(Stored data)
=== Begin Enclosure ===
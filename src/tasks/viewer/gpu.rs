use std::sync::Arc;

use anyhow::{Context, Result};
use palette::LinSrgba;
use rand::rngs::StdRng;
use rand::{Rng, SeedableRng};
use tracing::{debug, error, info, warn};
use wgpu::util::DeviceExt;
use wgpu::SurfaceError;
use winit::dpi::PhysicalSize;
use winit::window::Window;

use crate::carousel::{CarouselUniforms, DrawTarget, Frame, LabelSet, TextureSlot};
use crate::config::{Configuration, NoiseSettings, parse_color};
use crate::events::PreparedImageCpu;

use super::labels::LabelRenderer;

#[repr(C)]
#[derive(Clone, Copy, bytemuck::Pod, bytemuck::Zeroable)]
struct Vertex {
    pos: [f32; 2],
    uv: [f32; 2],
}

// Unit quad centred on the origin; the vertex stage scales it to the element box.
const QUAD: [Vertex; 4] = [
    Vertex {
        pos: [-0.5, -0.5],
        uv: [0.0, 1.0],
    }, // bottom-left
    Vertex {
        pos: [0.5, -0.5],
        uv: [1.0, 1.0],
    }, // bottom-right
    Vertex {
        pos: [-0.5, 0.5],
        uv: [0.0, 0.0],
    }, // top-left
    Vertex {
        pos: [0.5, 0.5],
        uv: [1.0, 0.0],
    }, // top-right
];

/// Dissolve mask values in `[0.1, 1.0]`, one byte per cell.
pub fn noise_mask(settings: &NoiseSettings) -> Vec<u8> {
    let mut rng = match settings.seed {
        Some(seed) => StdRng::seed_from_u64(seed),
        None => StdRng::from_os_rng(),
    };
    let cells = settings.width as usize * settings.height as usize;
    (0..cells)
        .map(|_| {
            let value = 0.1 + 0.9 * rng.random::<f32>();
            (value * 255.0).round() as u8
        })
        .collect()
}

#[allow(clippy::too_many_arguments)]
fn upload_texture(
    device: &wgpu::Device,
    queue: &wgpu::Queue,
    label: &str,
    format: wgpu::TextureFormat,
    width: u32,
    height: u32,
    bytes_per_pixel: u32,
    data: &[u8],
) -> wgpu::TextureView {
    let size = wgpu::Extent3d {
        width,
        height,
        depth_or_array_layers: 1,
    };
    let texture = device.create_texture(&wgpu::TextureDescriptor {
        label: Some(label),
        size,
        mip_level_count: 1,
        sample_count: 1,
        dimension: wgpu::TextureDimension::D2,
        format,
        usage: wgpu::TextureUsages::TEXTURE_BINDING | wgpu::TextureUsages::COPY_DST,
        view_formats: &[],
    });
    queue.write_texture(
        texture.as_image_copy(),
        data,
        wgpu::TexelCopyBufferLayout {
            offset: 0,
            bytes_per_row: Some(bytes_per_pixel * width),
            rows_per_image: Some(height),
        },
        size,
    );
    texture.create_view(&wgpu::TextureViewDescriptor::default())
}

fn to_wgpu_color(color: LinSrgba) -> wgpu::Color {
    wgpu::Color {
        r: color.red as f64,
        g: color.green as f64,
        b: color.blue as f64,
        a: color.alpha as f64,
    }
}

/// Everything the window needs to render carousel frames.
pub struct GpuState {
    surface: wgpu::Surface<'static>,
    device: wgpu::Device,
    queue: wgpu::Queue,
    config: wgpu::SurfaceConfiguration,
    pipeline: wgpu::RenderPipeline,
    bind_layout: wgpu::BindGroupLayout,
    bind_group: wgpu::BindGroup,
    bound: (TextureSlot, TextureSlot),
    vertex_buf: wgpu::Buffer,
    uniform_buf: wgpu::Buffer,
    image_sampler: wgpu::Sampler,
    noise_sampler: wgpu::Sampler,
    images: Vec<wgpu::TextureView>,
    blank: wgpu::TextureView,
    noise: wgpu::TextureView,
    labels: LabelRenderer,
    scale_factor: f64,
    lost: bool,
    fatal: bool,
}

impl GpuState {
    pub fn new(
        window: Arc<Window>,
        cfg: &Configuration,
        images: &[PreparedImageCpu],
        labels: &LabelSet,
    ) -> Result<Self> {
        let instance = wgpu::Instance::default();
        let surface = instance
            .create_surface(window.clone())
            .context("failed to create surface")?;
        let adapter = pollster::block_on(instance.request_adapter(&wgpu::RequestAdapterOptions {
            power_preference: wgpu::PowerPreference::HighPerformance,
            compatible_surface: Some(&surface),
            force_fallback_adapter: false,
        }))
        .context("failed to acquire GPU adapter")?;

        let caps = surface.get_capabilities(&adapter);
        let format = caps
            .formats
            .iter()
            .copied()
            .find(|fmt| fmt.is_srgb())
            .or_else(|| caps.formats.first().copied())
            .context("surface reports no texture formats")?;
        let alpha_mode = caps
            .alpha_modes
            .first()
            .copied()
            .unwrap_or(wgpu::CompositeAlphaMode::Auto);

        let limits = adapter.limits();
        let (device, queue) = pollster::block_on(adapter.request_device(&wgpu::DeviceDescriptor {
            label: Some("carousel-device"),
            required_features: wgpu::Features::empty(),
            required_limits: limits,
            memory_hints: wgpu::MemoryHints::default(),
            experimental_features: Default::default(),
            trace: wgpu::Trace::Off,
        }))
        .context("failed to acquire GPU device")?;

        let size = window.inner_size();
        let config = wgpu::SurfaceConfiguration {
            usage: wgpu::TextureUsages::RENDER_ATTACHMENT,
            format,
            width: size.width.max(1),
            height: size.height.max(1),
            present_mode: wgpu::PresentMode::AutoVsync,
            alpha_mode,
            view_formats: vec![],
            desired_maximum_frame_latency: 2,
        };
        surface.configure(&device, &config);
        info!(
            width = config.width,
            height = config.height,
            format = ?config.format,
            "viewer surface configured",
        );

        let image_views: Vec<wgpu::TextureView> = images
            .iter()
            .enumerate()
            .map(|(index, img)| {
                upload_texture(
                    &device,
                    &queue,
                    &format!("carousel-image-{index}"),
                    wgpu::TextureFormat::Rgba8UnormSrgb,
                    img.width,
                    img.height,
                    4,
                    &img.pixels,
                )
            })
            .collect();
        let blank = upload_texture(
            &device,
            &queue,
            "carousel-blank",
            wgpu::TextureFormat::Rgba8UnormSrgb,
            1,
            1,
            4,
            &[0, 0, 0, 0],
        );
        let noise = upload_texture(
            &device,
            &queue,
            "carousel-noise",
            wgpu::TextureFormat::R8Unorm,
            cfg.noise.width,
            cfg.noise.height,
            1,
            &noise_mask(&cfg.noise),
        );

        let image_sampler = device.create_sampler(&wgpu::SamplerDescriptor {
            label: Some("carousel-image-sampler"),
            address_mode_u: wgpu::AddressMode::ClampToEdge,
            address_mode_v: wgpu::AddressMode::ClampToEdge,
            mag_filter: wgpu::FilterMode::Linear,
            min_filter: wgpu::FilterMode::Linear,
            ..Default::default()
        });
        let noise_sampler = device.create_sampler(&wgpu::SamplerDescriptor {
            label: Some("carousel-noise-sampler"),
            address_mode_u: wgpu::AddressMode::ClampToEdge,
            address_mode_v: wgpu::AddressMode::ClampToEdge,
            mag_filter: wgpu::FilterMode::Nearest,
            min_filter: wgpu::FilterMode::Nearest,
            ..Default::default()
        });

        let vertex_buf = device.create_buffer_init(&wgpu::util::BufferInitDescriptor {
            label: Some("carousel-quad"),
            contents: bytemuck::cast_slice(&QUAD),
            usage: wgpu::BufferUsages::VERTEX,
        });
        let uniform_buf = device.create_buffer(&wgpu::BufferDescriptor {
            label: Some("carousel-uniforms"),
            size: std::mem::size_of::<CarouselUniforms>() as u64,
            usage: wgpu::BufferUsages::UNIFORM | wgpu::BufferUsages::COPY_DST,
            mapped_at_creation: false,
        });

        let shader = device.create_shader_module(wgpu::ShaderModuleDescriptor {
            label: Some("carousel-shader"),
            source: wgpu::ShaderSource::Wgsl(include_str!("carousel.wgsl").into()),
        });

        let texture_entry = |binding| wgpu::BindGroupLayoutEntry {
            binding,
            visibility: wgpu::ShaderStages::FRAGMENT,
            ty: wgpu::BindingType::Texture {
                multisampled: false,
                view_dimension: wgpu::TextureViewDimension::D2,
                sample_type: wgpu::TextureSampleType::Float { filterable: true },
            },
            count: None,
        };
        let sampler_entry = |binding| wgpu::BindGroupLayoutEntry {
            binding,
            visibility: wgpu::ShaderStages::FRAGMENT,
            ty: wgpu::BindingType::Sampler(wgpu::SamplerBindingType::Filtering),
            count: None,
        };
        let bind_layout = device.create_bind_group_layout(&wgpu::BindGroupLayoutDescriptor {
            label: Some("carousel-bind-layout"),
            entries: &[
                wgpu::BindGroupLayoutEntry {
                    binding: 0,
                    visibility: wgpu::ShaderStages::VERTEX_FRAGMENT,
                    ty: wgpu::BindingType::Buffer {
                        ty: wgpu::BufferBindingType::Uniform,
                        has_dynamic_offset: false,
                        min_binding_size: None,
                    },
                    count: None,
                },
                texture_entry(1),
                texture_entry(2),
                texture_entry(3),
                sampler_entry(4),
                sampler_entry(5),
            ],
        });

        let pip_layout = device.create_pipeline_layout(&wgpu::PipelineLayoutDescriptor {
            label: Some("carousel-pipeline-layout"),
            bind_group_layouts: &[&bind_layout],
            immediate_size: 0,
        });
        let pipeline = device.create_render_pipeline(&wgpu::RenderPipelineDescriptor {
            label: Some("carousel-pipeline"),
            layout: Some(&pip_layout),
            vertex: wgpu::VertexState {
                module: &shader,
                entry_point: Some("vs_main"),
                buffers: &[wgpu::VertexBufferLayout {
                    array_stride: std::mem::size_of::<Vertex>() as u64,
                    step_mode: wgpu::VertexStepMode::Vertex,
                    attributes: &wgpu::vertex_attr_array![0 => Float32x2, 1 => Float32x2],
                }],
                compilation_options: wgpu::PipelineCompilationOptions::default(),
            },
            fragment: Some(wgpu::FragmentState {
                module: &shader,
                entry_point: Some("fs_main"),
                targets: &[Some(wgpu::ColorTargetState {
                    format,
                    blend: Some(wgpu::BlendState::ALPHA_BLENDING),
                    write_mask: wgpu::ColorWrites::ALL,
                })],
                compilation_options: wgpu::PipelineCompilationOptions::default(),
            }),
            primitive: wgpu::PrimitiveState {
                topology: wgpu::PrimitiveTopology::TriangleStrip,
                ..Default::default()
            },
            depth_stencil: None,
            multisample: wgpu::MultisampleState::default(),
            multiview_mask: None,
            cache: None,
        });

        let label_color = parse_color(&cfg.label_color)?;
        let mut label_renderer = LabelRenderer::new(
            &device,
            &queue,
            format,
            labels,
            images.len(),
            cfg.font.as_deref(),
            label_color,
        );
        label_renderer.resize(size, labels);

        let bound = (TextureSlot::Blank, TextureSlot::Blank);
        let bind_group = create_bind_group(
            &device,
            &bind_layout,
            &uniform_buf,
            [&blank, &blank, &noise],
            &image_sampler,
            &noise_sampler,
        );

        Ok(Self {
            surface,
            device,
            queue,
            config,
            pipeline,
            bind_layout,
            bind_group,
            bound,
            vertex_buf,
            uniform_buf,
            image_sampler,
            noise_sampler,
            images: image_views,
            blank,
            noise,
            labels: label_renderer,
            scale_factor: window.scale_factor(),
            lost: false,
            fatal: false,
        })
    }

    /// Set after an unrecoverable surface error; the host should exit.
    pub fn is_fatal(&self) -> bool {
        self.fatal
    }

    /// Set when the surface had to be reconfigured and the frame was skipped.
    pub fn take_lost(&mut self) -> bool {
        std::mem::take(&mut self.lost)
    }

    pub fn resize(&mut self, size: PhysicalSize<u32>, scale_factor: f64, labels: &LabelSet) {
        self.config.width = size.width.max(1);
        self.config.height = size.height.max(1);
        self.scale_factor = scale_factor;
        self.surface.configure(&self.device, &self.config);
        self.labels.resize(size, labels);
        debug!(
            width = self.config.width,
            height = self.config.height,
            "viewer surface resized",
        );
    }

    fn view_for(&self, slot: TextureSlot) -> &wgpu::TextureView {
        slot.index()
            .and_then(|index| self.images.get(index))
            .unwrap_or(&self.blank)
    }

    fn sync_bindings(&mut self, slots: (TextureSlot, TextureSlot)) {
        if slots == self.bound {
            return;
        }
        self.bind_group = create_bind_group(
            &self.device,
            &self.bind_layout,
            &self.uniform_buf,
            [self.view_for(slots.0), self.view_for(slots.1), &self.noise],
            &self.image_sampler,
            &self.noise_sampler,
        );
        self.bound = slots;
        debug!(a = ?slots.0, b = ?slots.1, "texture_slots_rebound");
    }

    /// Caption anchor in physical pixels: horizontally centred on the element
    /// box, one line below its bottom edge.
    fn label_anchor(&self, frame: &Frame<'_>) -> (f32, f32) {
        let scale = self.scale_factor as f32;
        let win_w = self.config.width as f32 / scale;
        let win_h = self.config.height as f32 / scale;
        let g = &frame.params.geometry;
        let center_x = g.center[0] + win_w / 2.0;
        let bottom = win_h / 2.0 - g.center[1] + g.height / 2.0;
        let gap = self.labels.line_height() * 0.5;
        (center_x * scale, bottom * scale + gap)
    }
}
=== End Enclosure ===
→ **WHAT YOU HAVE TO DO**
Every line above that carries the string "acquire" should be copied.

→ **YOUR SOLUTION**
        .context("failed to acquire GPU adapter")?;
        .context("failed to acquire GPU device")?;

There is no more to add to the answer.